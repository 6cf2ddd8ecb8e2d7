use std::env;
use std::fmt;

use thiserror::Error;

/// Minimum length for the token-signing secret.
const MIN_SECRET_LEN: usize = 32;

#[derive(Debug, Error)]
pub enum SettingsError {
    #[error("required environment variable '{0}' is missing")]
    MissingVar(&'static str),

    #[error("secret key must be at least {expected} characters, got {actual}")]
    SecretTooShort { expected: usize, actual: usize },
}

/// Externally supplied configuration, passed explicitly into the services
/// and stores that need it. Nothing in the core reads ambient global state.
#[derive(Clone)]
pub struct Settings {
    /// Process-wide secret for signing capability tokens.
    pub secret_key: String,
    /// Users registering with this email get the administrator role.
    pub admin_email: String,
    pub database_url: String,
}

impl Settings {
    pub fn new(
        secret_key: impl Into<String>,
        admin_email: impl Into<String>,
        database_url: impl Into<String>,
    ) -> Result<Self, SettingsError> {
        let secret_key = secret_key.into();
        if secret_key.len() < MIN_SECRET_LEN {
            return Err(SettingsError::SecretTooShort {
                expected: MIN_SECRET_LEN,
                actual: secret_key.len(),
            });
        }
        Ok(Self {
            secret_key,
            admin_email: admin_email.into(),
            database_url: database_url.into(),
        })
    }

    /// Load from `SECRET_KEY`, `CASEMGR_ADMIN` and `DATABASE_URL`.
    /// `DATABASE_URL` falls back to a local SQLite file.
    pub fn from_env() -> Result<Self, SettingsError> {
        let secret_key =
            env::var("SECRET_KEY").map_err(|_| SettingsError::MissingVar("SECRET_KEY"))?;
        let admin_email =
            env::var("CASEMGR_ADMIN").map_err(|_| SettingsError::MissingVar("CASEMGR_ADMIN"))?;
        let database_url = env::var("DATABASE_URL")
            .unwrap_or_else(|_| "sqlite://casemgr.db?mode=rwc".to_string());
        Self::new(secret_key, admin_email, database_url)
    }
}

impl fmt::Debug for Settings {
    fn fmt(&self, f: &mut fmt::Formatter<'_>) -> fmt::Result {
        f.debug_struct("Settings")
            .field("secret_key", &"<redacted>")
            .field("admin_email", &self.admin_email)
            .field("database_url", &self.database_url)
            .finish()
    }
}

#[cfg(test)]
mod tests {
    use super::*;

    #[test]
    fn accepts_a_long_enough_secret() {
        let settings = Settings::new(
            "0123456789abcdef0123456789abcdef",
            "admin@example.com",
            "sqlite::memory:",
        );
        assert!(settings.is_ok());
    }

    #[test]
    fn rejects_a_short_secret() {
        let err = Settings::new("short", "admin@example.com", "sqlite::memory:").unwrap_err();
        match err {
            SettingsError::SecretTooShort { actual, .. } => assert_eq!(actual, 5),
            other => panic!("unexpected error: {other}"),
        }
    }

    #[test]
    fn debug_output_redacts_the_secret() {
        let settings = Settings::new(
            "0123456789abcdef0123456789abcdef",
            "admin@example.com",
            "sqlite::memory:",
        )
        .unwrap();
        let debug = format!("{settings:?}");
        assert!(!debug.contains("0123456789abcdef"));
        assert!(debug.contains("<redacted>"));
    }
}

▬▬▬▬▬▬▬▬▬▬

§ Work required: Nothing may be omitted; retype every record exactly.

§ Output for this task:
repository 6cf2ddd8ecb8e2d7
use std::env;
use std::fmt;

use thiserror::Error;

/// Minimum length for the token-signing secret.
const MIN_SECRET_LEN: usize = 32;

#[derive(Debug, Error)]
pub enum SettingsError {
    #[error("required environment variable '{0}' is missing")]
    MissingVar(&'static str),

    #[error("secret key must be at least {expected} characters, got {actual}")]
    SecretTooShort { expected: usize, actual: usize },
}

/// Externally supplied configuration, passed explicitly into the services
/// and stores that need it. Nothing in the core reads ambient global state.
#[derive(Clone)]
pub struct Settings {
    /// Process-wide secret for signing capability tokens.
    pub secret_key: String,
    /// Users registering with this email get the administrator role.
    pub admin_email: String,
    pub database_url: String,
}

impl Settings {
    pub fn new(
        secret_key: impl Into<String>,
        admin_email: impl Into<String>,
        database_url: impl Into<String>,
    ) -> Result<Self, SettingsError> {
        let secret_key = secret_key.into();
        if secret_key.len() < MIN_SECRET_LEN {
            return Err(SettingsError::SecretTooShort {
                expected: MIN_SECRET_LEN,
                actual: secret_key.len(),
            });
        }
        Ok(Self {
            secret_key,
            admin_email: admin_email.into(),
            database_url: database_url.into(),
        })
    }

    /// Load from `SECRET_KEY`, `CASEMGR_ADMIN` and `DATABASE_URL`.
    /// `DATABASE_URL` falls back to a local SQLite file.
    pub fn from_env() -> Result<Self, SettingsError> {
        let secret_key =
            env::var("SECRET_KEY").map_err(|_| SettingsError::MissingVar("SECRET_KEY"))?;
        let admin_email =
            env::var("CASEMGR_ADMIN").map_err(|_| SettingsError::MissingVar("CASEMGR_ADMIN"))?;
        let database_url = env::var("DATABASE_URL")
            .unwrap_or_else(|_| "sqlite://casemgr.db?mode=rwc".to_string());
        Self::new(secret_key, admin_email, database_url)
    }
}

impl fmt::Debug for Settings {
    fn fmt(&self, f: &mut fmt::Formatter<'_>) -> fmt::Result {
        f.debug_struct("Settings")
            .field("secret_key", &"<redacted>")
            .field("admin_email", &self.admin_email)
            .field("database_url", &self.database_url)
            .finish()
    }
}

#[cfg(test)]
mod tests {
    use super::*;

    #[test]
    fn accepts_a_long_enough_secret() {
        let settings = Settings::new(
            "0123456789abcdef0123456789abcdef",
            "admin@example.com",
            "sqlite::memory:",
        );
        assert!(settings.is_ok());
    }

    #[test]
    fn rejects_a_short_secret() {
        let err = Settings::new("short", "admin@example.com", "sqlite::memory:").unwrap_err();
        match err {
            SettingsError::SecretTooShort { actual, .. } => assert_eq!(actual, 5),
            other => panic!("unexpected error: {other}"),
        }
    }

    #[test]
    fn debug_output_redacts_the_secret() {
        let settings = Settings::new(
            "0123456789abcdef0123456789abcdef",
            "admin@example.com",
            "sqlite::memory:",
        )
        .unwrap();
        let debug = format!("{settings:?}");
        assert!(!debug.contains("0123456789abcdef"));
        assert!(debug.contains("<redacted>"));
    }
}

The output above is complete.